EXERCISE BRIEF
From the entries below, extract every line that includes the word "into".

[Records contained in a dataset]

▼▼▼

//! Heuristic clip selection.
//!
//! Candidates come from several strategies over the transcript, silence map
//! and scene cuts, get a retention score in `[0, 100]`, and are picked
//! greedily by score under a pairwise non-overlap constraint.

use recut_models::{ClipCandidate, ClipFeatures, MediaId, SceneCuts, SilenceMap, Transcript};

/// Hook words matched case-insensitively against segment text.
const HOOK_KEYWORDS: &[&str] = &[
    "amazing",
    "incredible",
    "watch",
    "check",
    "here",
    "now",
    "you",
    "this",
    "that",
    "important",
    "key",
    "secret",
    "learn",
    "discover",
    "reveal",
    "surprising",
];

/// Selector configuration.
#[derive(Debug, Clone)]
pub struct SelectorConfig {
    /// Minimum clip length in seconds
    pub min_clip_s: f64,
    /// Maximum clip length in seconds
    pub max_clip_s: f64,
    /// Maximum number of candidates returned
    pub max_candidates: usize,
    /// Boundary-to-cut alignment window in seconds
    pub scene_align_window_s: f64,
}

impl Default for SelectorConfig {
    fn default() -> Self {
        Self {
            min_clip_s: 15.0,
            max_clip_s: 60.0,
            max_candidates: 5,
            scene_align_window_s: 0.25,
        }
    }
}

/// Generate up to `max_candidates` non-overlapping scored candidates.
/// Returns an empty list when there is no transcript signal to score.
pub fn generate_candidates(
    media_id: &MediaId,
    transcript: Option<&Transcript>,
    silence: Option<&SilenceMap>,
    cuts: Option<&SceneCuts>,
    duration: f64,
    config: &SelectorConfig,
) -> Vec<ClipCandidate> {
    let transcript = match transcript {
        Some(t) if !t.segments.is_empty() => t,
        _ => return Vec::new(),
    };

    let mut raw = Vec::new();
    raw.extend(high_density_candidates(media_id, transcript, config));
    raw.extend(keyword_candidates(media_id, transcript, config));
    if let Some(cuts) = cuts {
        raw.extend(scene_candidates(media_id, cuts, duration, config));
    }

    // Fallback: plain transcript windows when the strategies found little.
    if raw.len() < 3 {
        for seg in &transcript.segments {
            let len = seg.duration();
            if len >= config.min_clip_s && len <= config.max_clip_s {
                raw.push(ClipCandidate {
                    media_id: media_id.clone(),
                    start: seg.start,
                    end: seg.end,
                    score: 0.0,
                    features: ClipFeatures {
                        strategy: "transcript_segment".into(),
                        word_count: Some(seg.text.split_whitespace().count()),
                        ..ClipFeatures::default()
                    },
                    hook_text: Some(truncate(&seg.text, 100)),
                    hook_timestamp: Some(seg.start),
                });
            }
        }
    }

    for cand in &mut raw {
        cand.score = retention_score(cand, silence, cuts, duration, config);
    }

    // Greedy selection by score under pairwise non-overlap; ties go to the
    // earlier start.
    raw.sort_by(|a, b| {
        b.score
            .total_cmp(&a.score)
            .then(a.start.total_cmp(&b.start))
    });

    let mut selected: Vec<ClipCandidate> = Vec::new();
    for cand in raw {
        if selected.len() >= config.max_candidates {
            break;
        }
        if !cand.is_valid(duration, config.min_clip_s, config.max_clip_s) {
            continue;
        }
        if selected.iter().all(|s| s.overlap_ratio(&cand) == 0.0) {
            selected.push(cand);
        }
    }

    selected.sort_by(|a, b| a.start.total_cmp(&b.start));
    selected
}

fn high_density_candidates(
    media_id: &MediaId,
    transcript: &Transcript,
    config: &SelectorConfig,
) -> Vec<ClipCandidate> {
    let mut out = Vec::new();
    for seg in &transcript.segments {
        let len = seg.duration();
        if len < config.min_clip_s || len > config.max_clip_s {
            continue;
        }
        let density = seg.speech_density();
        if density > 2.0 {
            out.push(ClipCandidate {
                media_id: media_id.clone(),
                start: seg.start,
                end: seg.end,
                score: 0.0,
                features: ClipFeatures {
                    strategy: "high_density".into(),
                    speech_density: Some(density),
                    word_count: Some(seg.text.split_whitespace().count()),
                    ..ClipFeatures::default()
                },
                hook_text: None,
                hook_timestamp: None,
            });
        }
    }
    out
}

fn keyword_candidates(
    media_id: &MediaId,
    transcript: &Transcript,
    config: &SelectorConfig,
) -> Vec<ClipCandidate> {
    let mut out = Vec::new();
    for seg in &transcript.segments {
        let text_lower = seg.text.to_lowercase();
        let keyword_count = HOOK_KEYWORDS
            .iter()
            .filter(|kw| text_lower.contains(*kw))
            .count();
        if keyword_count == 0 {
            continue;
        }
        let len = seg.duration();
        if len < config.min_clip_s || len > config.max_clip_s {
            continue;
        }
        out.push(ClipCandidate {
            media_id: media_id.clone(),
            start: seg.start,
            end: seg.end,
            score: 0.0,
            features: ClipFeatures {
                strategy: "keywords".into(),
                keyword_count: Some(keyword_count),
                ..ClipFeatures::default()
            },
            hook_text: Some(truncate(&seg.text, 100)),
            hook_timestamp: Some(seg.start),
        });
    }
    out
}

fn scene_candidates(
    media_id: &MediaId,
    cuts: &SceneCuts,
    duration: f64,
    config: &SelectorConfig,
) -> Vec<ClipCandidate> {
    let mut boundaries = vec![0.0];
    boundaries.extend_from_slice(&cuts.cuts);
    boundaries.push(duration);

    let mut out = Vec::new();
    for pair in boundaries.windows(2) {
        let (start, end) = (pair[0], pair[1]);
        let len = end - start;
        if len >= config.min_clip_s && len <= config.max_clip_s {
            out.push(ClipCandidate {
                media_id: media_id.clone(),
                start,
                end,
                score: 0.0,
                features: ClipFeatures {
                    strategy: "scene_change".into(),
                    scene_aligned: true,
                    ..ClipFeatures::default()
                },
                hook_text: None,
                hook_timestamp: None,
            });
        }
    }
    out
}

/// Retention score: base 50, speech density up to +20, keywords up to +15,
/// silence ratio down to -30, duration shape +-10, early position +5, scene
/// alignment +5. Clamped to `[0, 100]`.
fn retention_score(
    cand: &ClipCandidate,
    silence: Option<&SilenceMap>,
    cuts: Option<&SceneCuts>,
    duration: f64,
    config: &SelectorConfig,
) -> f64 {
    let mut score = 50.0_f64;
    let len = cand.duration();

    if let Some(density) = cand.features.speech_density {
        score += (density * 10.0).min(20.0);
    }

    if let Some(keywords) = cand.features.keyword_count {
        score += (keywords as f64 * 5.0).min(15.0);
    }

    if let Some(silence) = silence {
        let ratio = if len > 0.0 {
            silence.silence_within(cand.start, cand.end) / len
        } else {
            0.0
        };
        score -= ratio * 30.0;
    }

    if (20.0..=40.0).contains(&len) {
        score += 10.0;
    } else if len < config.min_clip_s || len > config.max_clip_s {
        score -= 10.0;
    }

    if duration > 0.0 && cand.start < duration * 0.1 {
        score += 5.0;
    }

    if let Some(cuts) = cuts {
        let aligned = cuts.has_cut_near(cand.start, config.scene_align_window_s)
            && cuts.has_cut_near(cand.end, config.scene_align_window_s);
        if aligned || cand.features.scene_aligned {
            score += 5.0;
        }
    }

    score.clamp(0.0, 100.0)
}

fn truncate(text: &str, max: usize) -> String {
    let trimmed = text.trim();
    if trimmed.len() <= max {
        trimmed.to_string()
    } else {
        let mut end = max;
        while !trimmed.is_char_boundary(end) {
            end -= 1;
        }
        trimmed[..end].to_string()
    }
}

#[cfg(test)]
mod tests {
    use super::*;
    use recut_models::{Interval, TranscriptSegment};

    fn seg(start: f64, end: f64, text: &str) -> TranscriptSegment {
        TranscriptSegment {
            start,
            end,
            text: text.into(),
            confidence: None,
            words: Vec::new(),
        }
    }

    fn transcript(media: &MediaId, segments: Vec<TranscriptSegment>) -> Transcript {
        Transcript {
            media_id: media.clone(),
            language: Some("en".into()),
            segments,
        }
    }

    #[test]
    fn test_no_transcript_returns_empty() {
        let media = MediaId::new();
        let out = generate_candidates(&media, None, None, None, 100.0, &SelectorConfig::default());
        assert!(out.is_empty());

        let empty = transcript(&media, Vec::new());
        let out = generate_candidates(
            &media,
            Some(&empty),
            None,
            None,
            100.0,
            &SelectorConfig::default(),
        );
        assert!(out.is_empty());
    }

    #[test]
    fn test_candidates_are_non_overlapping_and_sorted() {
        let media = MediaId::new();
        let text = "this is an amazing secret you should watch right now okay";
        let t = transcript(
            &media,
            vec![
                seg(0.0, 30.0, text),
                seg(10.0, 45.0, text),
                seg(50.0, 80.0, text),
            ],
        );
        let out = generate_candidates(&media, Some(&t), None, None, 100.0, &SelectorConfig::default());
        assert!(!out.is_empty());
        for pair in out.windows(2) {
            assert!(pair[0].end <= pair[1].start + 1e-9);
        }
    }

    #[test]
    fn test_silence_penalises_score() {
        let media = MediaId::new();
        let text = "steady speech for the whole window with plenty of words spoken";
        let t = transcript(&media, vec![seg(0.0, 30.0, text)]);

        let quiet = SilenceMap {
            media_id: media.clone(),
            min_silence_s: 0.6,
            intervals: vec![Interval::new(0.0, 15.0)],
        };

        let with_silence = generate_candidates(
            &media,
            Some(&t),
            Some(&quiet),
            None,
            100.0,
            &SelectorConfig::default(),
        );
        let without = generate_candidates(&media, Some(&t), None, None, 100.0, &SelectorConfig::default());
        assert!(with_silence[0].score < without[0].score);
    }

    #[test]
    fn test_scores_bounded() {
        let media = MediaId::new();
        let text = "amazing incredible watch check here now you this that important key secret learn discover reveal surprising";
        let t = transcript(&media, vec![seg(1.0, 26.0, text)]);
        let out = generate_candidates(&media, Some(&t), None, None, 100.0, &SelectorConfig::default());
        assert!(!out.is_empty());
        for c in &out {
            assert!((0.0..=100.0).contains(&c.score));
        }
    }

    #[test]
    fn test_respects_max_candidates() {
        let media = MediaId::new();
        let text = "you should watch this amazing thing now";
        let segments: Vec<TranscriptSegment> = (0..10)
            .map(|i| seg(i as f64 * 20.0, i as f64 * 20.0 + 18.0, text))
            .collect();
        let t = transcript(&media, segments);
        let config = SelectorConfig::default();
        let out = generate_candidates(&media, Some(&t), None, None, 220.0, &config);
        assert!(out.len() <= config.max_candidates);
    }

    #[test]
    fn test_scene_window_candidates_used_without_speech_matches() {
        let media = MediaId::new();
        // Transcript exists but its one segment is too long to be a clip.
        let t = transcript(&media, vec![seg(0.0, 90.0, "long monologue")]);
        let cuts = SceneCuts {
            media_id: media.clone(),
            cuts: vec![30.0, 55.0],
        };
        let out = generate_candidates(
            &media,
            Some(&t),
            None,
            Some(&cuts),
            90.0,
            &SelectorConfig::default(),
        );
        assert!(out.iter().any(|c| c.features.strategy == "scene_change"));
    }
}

▲▲▲

EXPECTED ANSWER
                        strategy: "transcript_segment".into(),
                    strategy: "high_density".into(),
                strategy: "keywords".into(),
                    strategy: "scene_change".into(),
            text: text.into(),
            language: Some("en".into()),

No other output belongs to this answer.